"The Watch" is the 46th episode of the sitcom Seinfeld. It is the sixth episode of the fourth season of the series, and first aired on September 30, 1992. In a direct continuation of the previous episode, "The Wallet", George learns that his efforts at negotiation have cost him and Jerry the deal with NBC for a television pilot, and he makes a desperate bid to get it back, while Jerry tries to keep his parents from discovering that the watch Uncle Leo found in a garbage can is the one they gave Jerry as a gift, and Elaine's plan for Kramer to pose as her new boyfriend does not prove as effective as hoped.

Plot
Jerry's parents Morty and Helen Seinfeld are suspicious about Uncle Leo getting his watch repaired in a day at the same place which Jerry claims has been repairing the watch they gave him for two weeks. Jerry confronts Leo in the restaurant bathroom and negotiates to buy it from him, but they are caught by Morty. Jerry confesses to having thrown the watch away and buys his father a new wallet to replace the one that went missing at the doctor's office, secretly filling it with $400 in cash to get back at his father for insisting on paying for food and gas during the trip. Morty acts pleased with the wallet, but once Jerry is gone he throws it away because it uses velcro, which Morty abhors. Leo finds the wallet full of money in the garbage and takes it.

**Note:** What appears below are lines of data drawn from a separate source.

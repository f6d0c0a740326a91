use crate::genome::{ChromSizes, GenomicRange};
use anyhow::{anyhow, Result};
use rust_lapper::{Interval, Lapper};

/// Tile every chromosome into chunks of at most `chunksize` bp.
pub(crate) fn chrom_sizes_to_intervals(
    chrom_sizes: &ChromSizes,
    chunksize: u64,
) -> Vec<Lapper<u64, ()>> {
    chrom_sizes
        .iter()
        .map(|(_, len)| {
            let ivs = (0..len)
                .step_by(chunksize as usize)
                .map(|start| Interval {
                    start,
                    stop: std::cmp::min(start + chunksize, len),
                    val: (),
                })
                .collect();
            Lapper::new(ivs)
        })
        .collect()
}

/// Group restricting regions by chromosome index, clipped to chromosome length.
pub(crate) fn regions_to_intervals(
    chrom_sizes: &ChromSizes,
    regions: &[GenomicRange],
    merge: bool,
) -> Result<Vec<Lapper<u64, ()>>> {
    let mut intervals = vec![vec![]; chrom_sizes.len()];
    for (i, region) in regions.iter().enumerate() {
        let tid = chrom_sizes.id_of(&region.chrom).ok_or_else(|| {
            anyhow!(
                "Chromosome '{}' of region {} not found in chromosome sizes",
                region.chrom,
                i
            )
        })?;
        if region.end < region.start {
            return Err(anyhow!("Region {} is invalid: stop < start", i));
        }
        let len = chrom_sizes.get(&region.chrom).unwrap_or(0);
        let stop = region.end.min(len);
        if region.start >= stop {
            continue;
        }
        intervals[tid].push(Interval {
            start: region.start,
            stop,
            val: (),
        });
    }

    Ok(intervals
        .into_iter()
        .map(|ivs| {
            let mut lapper = Lapper::new(ivs);
            if merge {
                lapper.merge_overlaps();
            }
            lapper
        })
        .collect())
}
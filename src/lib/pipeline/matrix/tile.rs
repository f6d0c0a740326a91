//! Genome-wide fixed-size bin counts.

use crate::core::error::{FragError, Result};
use crate::genome::ChromSizes;
use crate::pipeline::matrix::count_matrix::{count_features, CountMatrix, CountingStrategy};
use crate::pipeline::preprocess::FragmentStore;
use log::info;
use rustc_hash::FxHashMap;
use smallvec::SmallVec;

/// Settings for [`add_tile_matrix`].
#[derive(Debug, Clone)]
pub struct TileOptions {
    pub bin_size: u64,
    pub strategy: CountingStrategy,
    pub exclude_chroms: Vec<String>,
    pub count_duplicates: bool,
}

impl Default for TileOptions {
    fn default() -> Self {
        TileOptions {
            bin_size: 500,
            strategy: CountingStrategy::Insertion,
            exclude_chroms: vec!["chrM".to_string(), "chrY".to_string(), "M".to_string(), "Y".to_string()],
            count_duplicates: false,
        }
    }
}

/// Bin layout over a genome: bin `i` of a chromosome maps to column
/// `offset + i`.
#[derive(Debug, Clone)]
pub struct GenomeBins {
    bin_size: u64,
    chroms: FxHashMap<String, (usize, u64)>,
    names: Vec<String>,
}

impl GenomeBins {
    pub fn new(chrom_sizes: &ChromSizes, bin_size: u64) -> Result<Self> {
        if bin_size == 0 {
            return Err(FragError::InvalidInput("bin_size must be > 0".to_string()));
        }
        let mut chroms = FxHashMap::default();
        let mut names = Vec::new();
        for (chrom, len) in chrom_sizes.iter() {
            chroms.insert(chrom.to_string(), (names.len(), len));
            let mut start = 0;
            while start < len {
                let end = (start + bin_size).min(len);
                names.push(format!("{}:{}-{}", chrom, start, end));
                start = end;
            }
        }
        Ok(GenomeBins {
            bin_size,
            chroms,
            names,
        })
    }

    pub fn len(&self) -> usize {
        self.names.len()
    }

    pub fn is_empty(&self) -> bool {
        self.names.is_empty()
    }

    pub fn names(&self) -> &[String] {
        &self.names
    }

    /// Column of the bin holding `pos`, if the position is on the genome.
    #[inline]
    pub fn bin_of(&self, chrom: &str, pos: u64) -> Option<usize> {
        let &(offset, len) = self.chroms.get(chrom)?;
        if pos >= len {
            return None;
        }
        Some(offset + (pos / self.bin_size) as usize)
    }

    /// Columns of all bins overlapping `[start, end)`.
    pub fn bins_of_range(&self, chrom: &str, start: u64, end: u64) -> std::ops::Range<usize> {
        match self.chroms.get(chrom) {
            Some(&(offset, len)) if start < len && end > start => {
                let first = offset + (start / self.bin_size) as usize;
                let last = offset + ((end.min(len) - 1) / self.bin_size) as usize;
                first..last + 1
            }
            _ => 0..0,
        }
    }
}

/// Build the cell-by-bin matrix.
pub fn add_tile_matrix(store: &FragmentStore, options: &TileOptions) -> Result<CountMatrix> {
    let genome = store.chrom_sizes().without(&options.exclude_chroms);
    let bins = GenomeBins::new(&genome, options.bin_size)?;
    info!(
        "Counting {} cells over {} bins of {} bp",
        store.n_obs(),
        bins.len(),
        options.bin_size
    );

    let data = count_features(
        store,
        bins.len(),
        options.count_duplicates,
        |fragment, weight, row| match options.strategy {
            CountingStrategy::Insertion => {
                for pos in fragment.insertion_sites() {
                    if let Some(bin) = bins.bin_of(&fragment.chrom, pos) {
                        row.push((bin, weight));
                    }
                }
            }
            CountingStrategy::PairedInsertion => {
                let mut seen: SmallVec<[usize; 2]> = SmallVec::new();
                for pos in fragment.insertion_sites() {
                    if let Some(bin) = bins.bin_of(&fragment.chrom, pos) {
                        if !seen.contains(&bin) {
                            seen.push(bin);
                            row.push((bin, weight));
                        }
                    }
                }
            }
            CountingStrategy::Fragment => {
                for bin in bins.bins_of_range(&fragment.chrom, fragment.start, fragment.end) {
                    row.push((bin, weight));
                }
            }
        },
    )?;

    CountMatrix::new(store.barcodes(), bins.names().to_vec(), data)
}
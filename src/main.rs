//! fragtk - single-cell chromatin accessibility fragment toolkit
//!
//! fragtk turns raw Tn5 fragment files from single-cell ATAC-seq into
//! cell-by-feature count matrices, scores doublets, corrects batch effects in
//! embeddings, and exports per-group fragment files and coverage tracks.
//!
//! # Tools
//!
//! - `import`: group fragments by barcode, compute QC, keep passing cells
//! - `call-cells`: pick cell barcodes from the barcode rank curve
//! - `matrix`: tile, peak or gene count matrix as AnnData
//! - `scrublet`: doublet scores from simulated doublets
//! - `integrate`: Harmony or mutual-nearest-centroid batch correction
//! - `export-fragments`: one fragment file per cell group
//! - `export-coverage`: one bedGraph or BigWig track per cell group
//! - `list`: the catalog of operations
//!
//! # Usage
//!
//! ```bash
//! # Import and QC
//! fragtk import fragments.tsv.gz -g hg38.sizes --gtf genes.gtf.gz -o cells.tsv.gz --qc qc.tsv
//!
//! # 5 kb tile matrix over the top 50k tiles
//! fragtk matrix cells.tsv.gz -g hg38.sizes -b 5000 --n-features 50000 --qc qc.tsv -o tiles.h5ad
//!
//! # Coverage tracks per cluster
//! fragtk export-coverage cells.tsv.gz -g hg38.sizes --groups clusters.tsv -o tracks -r 50 -n CPM
//! ```

extern crate fragtk_lib;
pub mod commands;
use anyhow::Result;
use env_logger::Env;
use fragtk_lib::utils;
use log::*;
use structopt::StructOpt;

#[derive(StructOpt)]
#[structopt(rename_all = "kebab-case", author, about)]
/// Single-cell ATAC-seq fragment processing with fragtk
struct Args {
    #[structopt(subcommand)]
    subcommand: Subcommand,
}

#[derive(StructOpt)]
#[structopt(rename_all = "kebab-case")]
enum Subcommand {
    /// Import a fragment file with per-cell QC
    Import(commands::ImportArgs),
    /// Call cell barcodes and filter them on QC
    CallCells(commands::CallCellsArgs),
    /// Build a tile, peak or gene count matrix
    Matrix(commands::MatrixArgs),
    /// Score and remove doublets
    Scrublet(commands::ScrubletArgs),
    /// Batch-correct a cell embedding
    Integrate(commands::IntegrateArgs),
    /// Write fragments of each cell group to its own file
    ExportFragments(commands::ExportFragmentsArgs),
    /// Write a coverage track for each cell group
    ExportCoverage(commands::ExportCoverageArgs),
    /// List the available operations
    List(commands::ListArgs),
}

impl Subcommand {
    fn run(self) -> Result<()> {
        match self {
            Subcommand::Import(args) => commands::run_import(args)?,
            Subcommand::CallCells(args) => commands::run_call_cells(args)?,
            Subcommand::Matrix(args) => commands::run_matrix(args)?,
            Subcommand::Scrublet(args) => commands::run_scrublet(args)?,
            Subcommand::Integrate(args) => commands::run_integrate(args)?,
            Subcommand::ExportFragments(args) => commands::run_export_fragments(args)?,
            Subcommand::ExportCoverage(args) => commands::run_export_coverage(args)?,
            Subcommand::List(args) => commands::run_list(args)?,
        }
        Ok(())
    }
}

fn main() -> Result<()> {
    env_logger::Builder::from_env(Env::default().default_filter_or("info")).init();
    if let Err(err) = Args::from_args().subcommand.run() {
        if utils::is_broken_pipe(&err) {
            std::process::exit(0);
        }
        error!("{}", err);
        std::process::exit(1);
    }
    Ok(())
}

#[cfg(test)]
mod tests {
    use super::*;
    use fragtk_lib::catalog;

    #[test]
    fn every_catalog_command_is_a_subcommand() {
        for command in catalog::commands() {
            let err = Args::from_iter_safe(&["fragtk", command, "--help"])
                .err()
                .unwrap_or_else(|| panic!("{} parsed without required arguments", command));
            assert_eq!(
                err.kind,
                structopt::clap::ErrorKind::HelpDisplayed,
                "{} is not a subcommand",
                command
            );
        }
    }

    #[test]
    fn list_parses_without_arguments() {
        let args = Args::from_iter_safe(&["fragtk", "list"]).unwrap();
        assert!(matches!(args.subcommand, Subcommand::List(_)));
    }
}
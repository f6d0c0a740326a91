//! Per-group fragment files.

use crate::core::error::{FragError, Result};
use crate::core::io::{open_for_write, Compression};
use crate::fragment::Fragment;
use crate::pipeline::preprocess::{merge_by_position, CellFragments, FragmentStore};
use log::info;
use rayon::prelude::*;
use rustc_hash::FxHashSet;
use std::collections::BTreeMap;
use std::io::Write;
use std::path::{Path, PathBuf};

#[derive(Debug, Clone)]
pub struct ExportFragmentsOptions {
    /// Only export these groups.
    pub selections: Option<Vec<String>>,
    pub min_fragment_length: Option<u64>,
    pub max_fragment_length: Option<u64>,
    pub prefix: String,
    pub suffix: String,
    pub compression: Compression,
}

impl Default for ExportFragmentsOptions {
    fn default() -> Self {
        Self {
            selections: None,
            min_fragment_length: None,
            max_fragment_length: None,
            prefix: String::new(),
            suffix: ".tsv.gz".to_string(),
            compression: Compression::gzip(),
        }
    }
}

pub(crate) fn length_ok(f: &Fragment, min_len: Option<u64>, max_len: Option<u64>) -> bool {
    min_len.map_or(true, |m| f.len() >= m) && max_len.map_or(true, |m| f.len() <= m)
}

/// Distinct groups in first-appearance order, restricted to `selections`.
pub(crate) fn resolve_groups<'a>(
    store: &FragmentStore,
    group_by: &'a [String],
    selections: Option<&[String]>,
) -> Result<Vec<&'a str>> {
    if group_by.len() != store.n_obs() {
        return Err(FragError::DimensionMismatch {
            expected: format!("{} group labels", store.n_obs()),
            actual: format!("{} group labels", group_by.len()),
        });
    }
    let selected: Option<FxHashSet<&str>> =
        selections.map(|s| s.iter().map(|x| x.as_str()).collect());
    let mut seen = FxHashSet::default();
    Ok(group_by
        .iter()
        .map(|g| g.as_str())
        .filter(|g| seen.insert(*g))
        .filter(|g| selected.as_ref().map_or(true, |s| s.contains(g)))
        .collect())
}

/// Output file of every group, `prefix + name(group) + suffix` inside `dir`.
/// Names that are not safe as a single file name are rejected.
pub(crate) fn group_files<F>(
    groups: &[&str],
    dir: &Path,
    prefix: &str,
    suffix: &str,
    name: F,
) -> Result<BTreeMap<String, PathBuf>>
where
    F: Fn(&str) -> String,
{
    groups
        .iter()
        .map(|g| {
            let filename = format!("{}{}{}", prefix, name(g), suffix);
            if !sanitize_filename::is_sanitized(&filename) {
                return Err(FragError::InvalidInput(format!("invalid filename: {}", filename)));
            }
            Ok((g.to_string(), dir.join(filename)))
        })
        .collect()
}

/// Cells of `store` assigned to `group`, in store order.
pub(crate) fn cells_of<'a>(
    store: &'a FragmentStore,
    group_by: &'a [String],
    group: &'a str,
) -> impl Iterator<Item = &'a CellFragments> + 'a {
    store
        .cells()
        .iter()
        .zip(group_by)
        .filter(move |(_, g)| g.as_str() == group)
        .map(|(c, _)| c)
}

/// Write the fragments of each group of cells to its own file.
///
/// `group_by` assigns a group to every cell of `store`, in store order. Files
/// are named `prefix + group + suffix` inside `dir` and hold the group's
/// records sorted by genome position. Returns the file of each exported group.
pub fn export_fragments<P: AsRef<Path>>(
    store: &FragmentStore,
    group_by: &[String],
    dir: P,
    options: &ExportFragmentsOptions,
) -> Result<BTreeMap<String, PathBuf>> {
    let groups = resolve_groups(store, group_by, options.selections.as_deref())?;
    let dir = dir.as_ref();

    let files = group_files(&groups, dir, &options.prefix, &options.suffix, |g| g.to_string())?;
    std::fs::create_dir_all(dir)?;
    info!("Exporting fragments of {} groups to {}", files.len(), dir.display());

    files.par_iter().try_for_each(|(group, path)| -> Result<()> {
        let mut writer = open_for_write(path, options.compression)?;
        let mut n = 0u64;
        let records = merge_by_position(cells_of(store, group_by, group.as_str()), store.chrom_sizes());
        for (barcode, f) in records {
            if !length_ok(f, options.min_fragment_length, options.max_fragment_length) {
                continue;
            }
            writeln!(writer, "{}", f.in_cell(barcode))?;
            n += 1;
        }
        writer.flush()?;
        info!("  - {}: {} fragments", group, n);
        Ok(())
    })?;
    Ok(files)
}

#[cfg(test)]
mod tests {
    use super::*;
    use crate::core::io::open_for_read;
    use crate::genome::{ChromSizes, Strand};
    use std::io::BufRead;

    fn store() -> FragmentStore {
        let sizes: ChromSizes = [("chr1", 1_000u64)].into_iter().collect();
        let cell = |b: &str, frags: &[(u64, u64)]| CellFragments {
            barcode: b.to_string(),
            fragments: frags.iter().map(|&(s, e)| Fragment::new("chr1", s, e)).collect(),
        };
        FragmentStore::new(
            sizes,
            vec![
                cell("AAA", &[(10, 60), (100, 400)]),
                cell("CCC", &[(20, 50)]),
                cell("GGG", &[(5, 500)]),
            ],
        )
        .unwrap()
    }

    fn lines(path: &Path) -> Vec<String> {
        open_for_read(path).unwrap().lines().map(|l| l.unwrap()).collect()
    }

    #[test]
    fn writes_one_file_per_group() {
        let dir = tempfile::tempdir().unwrap();
        let groups: Vec<String> = ["t1", "t2", "t1"].iter().map(|s| s.to_string()).collect();
        let opts = ExportFragmentsOptions {
            suffix: ".tsv".into(),
            compression: Compression::None,
            max_fragment_length: Some(400),
            ..Default::default()
        };
        let files = export_fragments(&store(), &groups, dir.path().join("out"), &opts).unwrap();
        assert_eq!(files.len(), 2);
        assert_eq!(lines(&files["t1"]), vec!["chr1\t10\t60\tAAA\t1", "chr1\t100\t400\tAAA\t1"]);
        assert_eq!(lines(&files["t2"]), vec!["chr1\t20\t50\tCCC\t1"]);
    }

    #[test]
    fn honours_selection_and_validates_names() {
        let dir = tempfile::tempdir().unwrap();
        let groups: Vec<String> = ["t1", "t2", "t1"].iter().map(|s| s.to_string()).collect();
        let opts = ExportFragmentsOptions {
            selections: Some(vec!["t2".into()]),
            ..Default::default()
        };
        let files = export_fragments(&store(), &groups, dir.path(), &opts).unwrap();
        assert_eq!(files.keys().collect::<Vec<_>>(), vec!["t2"]);

        let bad: Vec<String> = ["a/b", "t2", "t1"].iter().map(|s| s.to_string()).collect();
        assert!(export_fragments(&store(), &bad, dir.path(), &ExportFragmentsOptions::default()).is_err());

        let short = vec!["t1".to_string()];
        assert!(matches!(
            export_fragments(&store(), &short, dir.path(), &opts),
            Err(FragError::DimensionMismatch { .. })
        ));
    }

    #[test]
    fn group_files_are_sorted_and_stranded() {
        let sizes: ChromSizes = [("chr1", 1_000u64)].into_iter().collect();
        let stranded = |s: u64, e: u64, strand| {
            let mut f = Fragment::new("chr1", s, e);
            f.strand = strand;
            f
        };
        let store = FragmentStore::new(
            sizes,
            vec![
                CellFragments {
                    barcode: "AAA".into(),
                    fragments: vec![stranded(10, 60, None), stranded(300, 400, Some(Strand::Reverse))],
                },
                CellFragments {
                    barcode: "CCC".into(),
                    fragments: vec![stranded(20, 50, Some(Strand::Forward))],
                },
            ],
        )
        .unwrap();
        let groups = vec!["g".to_string(), "g".to_string()];
        let dir = tempfile::tempdir().unwrap();
        let opts = ExportFragmentsOptions {
            suffix: ".tsv".into(),
            compression: Compression::None,
            ..Default::default()
        };
        let files = export_fragments(&store, &groups, dir.path(), &opts).unwrap();
        assert_eq!(
            lines(&files["g"]),
            vec![
                "chr1\t10\t60\tAAA\t1",
                "chr1\t20\t50\tCCC\t1\t+",
                "chr1\t300\t400\tAAA\t1\t-",
            ]
        );
    }
}
//! Fragment records and their sources.
//!
//! - [`record`]: the [`Fragment`] type and Tn5 insertion sites
//! - [`reader`]: streaming fragment-file reader
//! - [`barcode`]: ordered cell barcode whitelists

pub mod barcode;
pub mod reader;
pub mod record;

pub use barcode::BarcodeWhitelist;
pub use reader::FragmentReader;
pub use record::Fragment;
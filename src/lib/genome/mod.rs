//! Reference genome descriptions: chromosome sizes, genomic ranges, interval
//! indexes for fast overlap queries, and gene annotations.

pub mod annotation;
pub mod chrom_sizes;
pub mod intervals;
pub mod region;

pub use annotation::{read_genes_from_gtf, Gene};
pub use chrom_sizes::ChromSizes;
pub use intervals::RegionIndex;
pub use region::{GenomicRange, Strand};
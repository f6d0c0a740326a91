use anyhow::{Error, Result};
use log::{error, warn};

/// Validate and normalize a requested CPU count.
pub fn determine_allowed_cpus(desired: usize) -> Result<usize> {
    if desired == 0 {
        error!("Must select > 0 threads");
        Err(Error::msg("Too few threads selected. Min 1"))
    } else if desired > num_cpus::get() {
        warn!(
            "Requested {} threads but only {} CPUs are available",
            desired,
            num_cpus::get()
        );
        Ok(desired)
    } else {
        Ok(desired)
    }
}

/// Build a dedicated pool for a single stage, falling back to the CPU count.
pub fn build_local_pool(threads: Option<usize>) -> Result<rayon::ThreadPool> {
    let threads = match threads {
        Some(n) => determine_allowed_cpus(n)?,
        None => num_cpus::get(),
    };
    Ok(rayon::ThreadPoolBuilder::new().num_threads(threads).build()?)
}
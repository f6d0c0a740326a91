//! Input validation utilities
//!
//! Shared checks run by the command-line front end before any data is read:
//! numeric parameters, input files, output paths and matrix shapes.

use crate::core::error::{FragError, Result};
use std::path::Path;

/// Numeric parameters shared by several commands.
///
/// # Fields
///
/// * `filter_lower_quantile` - Fraction of low-count features removed (0.0 to 0.5)
/// * `filter_upper_quantile` - Fraction of high-count features removed (0.0 to 0.5)
/// * `expected_doublet_rate` - Expected doublet fraction (0.0 to 1.0)
/// * `bin_size` - Tile or coverage resolution in bp
/// * `chunk_size` - Records handled per parallel batch
/// * `num_threads` - Number of worker threads
#[derive(Debug, Clone)]
pub struct ValidationConfig {
    pub filter_lower_quantile: f64,
    pub filter_upper_quantile: f64,
    pub expected_doublet_rate: f64,
    pub bin_size: u64,
    pub chunk_size: usize,
    pub num_threads: usize,
}

impl Default for ValidationConfig {
    fn default() -> Self {
        Self {
            filter_lower_quantile: 0.005,
            filter_upper_quantile: 0.005,
            expected_doublet_rate: 0.1,
            bin_size: 500,
            chunk_size: 10_000,
            num_threads: num_cpus::get(),
        }
    }
}

impl ValidationConfig {
    /// Validate all configuration parameters
    ///
    /// # Errors
    ///
    /// Returns an error if:
    /// - A quantile is outside `[0, 0.5)`
    /// - The doublet rate is outside `(0, 1)`
    /// - `bin_size`, `chunk_size` or `num_threads` is 0
    ///
    /// # Example
    ///
    /// ```rust
    /// use fragtk_lib::pipeline::validation::ValidationConfig;
    ///
    /// let config = ValidationConfig {
    ///     bin_size: 5000,
    ///     num_threads: 4,
    ///     ..Default::default()
    /// };
    /// config.validate().unwrap();
    /// ```
    pub fn validate(&self) -> Result<()> {
        validate_threshold("filter_lower_quantile", self.filter_lower_quantile, 0.0, 0.5)?;
        validate_threshold("filter_upper_quantile", self.filter_upper_quantile, 0.0, 0.5)?;
        if self.filter_lower_quantile >= 0.5 || self.filter_upper_quantile >= 0.5 {
            return Err(FragError::InvalidInput(
                "feature quantiles must be below 0.5".to_string(),
            ));
        }
        validate_threshold("expected_doublet_rate", self.expected_doublet_rate, 0.0, 1.0)?;
        if self.expected_doublet_rate <= 0.0 || self.expected_doublet_rate >= 1.0 {
            return Err(FragError::InvalidInput(
                "expected_doublet_rate must be strictly between 0 and 1".to_string(),
            ));
        }

        if self.bin_size == 0 {
            return Err(FragError::InvalidInput(
                "bin_size must be greater than 0".to_string(),
            ));
        }

        if self.chunk_size == 0 {
            return Err(FragError::InvalidInput(
                "chunk_size must be greater than 0".to_string(),
            ));
        }

        if self.num_threads == 0 {
            return Err(FragError::InvalidInput(
                "num_threads must be greater than 0".to_string(),
            ));
        }

        let max_threads = num_cpus::get() * 2;
        if self.num_threads > max_threads {
            log::warn!(
                "num_threads ({}) exceeds recommended maximum ({})",
                self.num_threads,
                max_threads
            );
        }

        Ok(())
    }
}

/// Check that a parameter is finite and within `[min, max]`.
pub fn validate_threshold(name: &str, value: f64, min: f64, max: f64) -> Result<()> {
    if !value.is_finite() {
        return Err(FragError::InvalidInput(format!(
            "{} must be a finite number",
            name
        )));
    }

    if value < min || value > max {
        return Err(FragError::ThresholdValidation {
            field: name.to_string(),
            min,
            max,
            value,
        });
    }

    Ok(())
}

/// Every path must exist; `-` (stdin) is accepted as is.
pub fn validate_input_files<P: AsRef<Path>>(paths: &[P]) -> Result<()> {
    for path in paths {
        let path = path.as_ref();
        if path.as_os_str() == "-" {
            continue;
        }
        if !path.exists() {
            return Err(FragError::FileNotFound(format!(
                "Input file not found: {}",
                path.display()
            )));
        }
    }
    Ok(())
}

/// Check the output extension and remove a stale output file.
pub fn validate_output_path<P: AsRef<Path>>(output: P, extension: &str) -> Result<()> {
    let path = output.as_ref();
    if !path.to_string_lossy().ends_with(extension) {
        return Err(FragError::InvalidInput(format!(
            "Output file must have {} extension",
            extension
        )));
    }

    if path.exists() {
        std::fs::remove_file(path).map_err(|e| {
            FragError::InvalidInput(format!(
                "Failed to remove existing output file '{}': {}",
                path.display(),
                e
            ))
        })?;
    }

    Ok(())
}

pub fn validate_matrix_dimensions(actual_shape: (usize, usize), expected_shape: (usize, usize)) -> Result<()> {
    if actual_shape != expected_shape {
        return Err(FragError::DimensionMismatch {
            expected: format!("{} × {}", expected_shape.0, expected_shape.1),
            actual: format!("{} × {}", actual_shape.0, actual_shape.1),
        });
    }
    Ok(())
}

#[cfg(test)]
mod tests {
    use super::*;

    #[test]
    fn default_config_is_valid() {
        ValidationConfig {
            num_threads: 1,
            ..Default::default()
        }
        .validate()
        .unwrap();
    }

    #[test]
    fn rejects_bad_values() {
        let bad_quantile = ValidationConfig {
            filter_upper_quantile: 0.5,
            ..Default::default()
        };
        assert!(bad_quantile.validate().is_err());

        let bad_rate = ValidationConfig {
            expected_doublet_rate: 1.5,
            ..Default::default()
        };
        assert!(matches!(
            bad_rate.validate(),
            Err(FragError::ThresholdValidation { .. })
        ));

        let zero_bin = ValidationConfig {
            bin_size: 0,
            ..Default::default()
        };
        assert!(zero_bin.validate().is_err());
        assert!(validate_threshold("x", f64::NAN, 0.0, 1.0).is_err());
    }

    #[test]
    fn files_and_outputs() {
        let dir = tempfile::tempdir().unwrap();
        let input = dir.path().join("frags.tsv");
        std::fs::write(&input, "chr1\t0\t10\n").unwrap();
        validate_input_files(&[input.as_path(), Path::new("-")]).unwrap();
        assert!(matches!(
            validate_input_files(&[dir.path().join("missing.tsv")]),
            Err(FragError::FileNotFound(_))
        ));

        let out = dir.path().join("out.h5ad");
        std::fs::write(&out, "old").unwrap();
        validate_output_path(&out, ".h5ad").unwrap();
        assert!(!out.exists());
        assert!(validate_output_path(dir.path().join("out.txt"), ".h5ad").is_err());
    }

    #[test]
    fn matrix_dimensions() {
        assert!(validate_matrix_dimensions((3, 4), (3, 4)).is_ok());
        assert!(validate_matrix_dimensions((3, 4), (4, 3)).is_err());
    }
}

Kramer, posing as Elaine's boyfriend, demands that her psychiatrist, Dr. Reston, stop bullying Elaine into maintaining her unwanted sexual relationship with him. Reston uses psychiatric techniques to persuade Kramer to make an appointment with him and allow him to continue dating Elaine. While waiting outside for Kramer, Elaine meets "Crazy" Joe Davola, and flirts with him. After getting her number Joe goes in to his appointment and tells Reston about the encounter.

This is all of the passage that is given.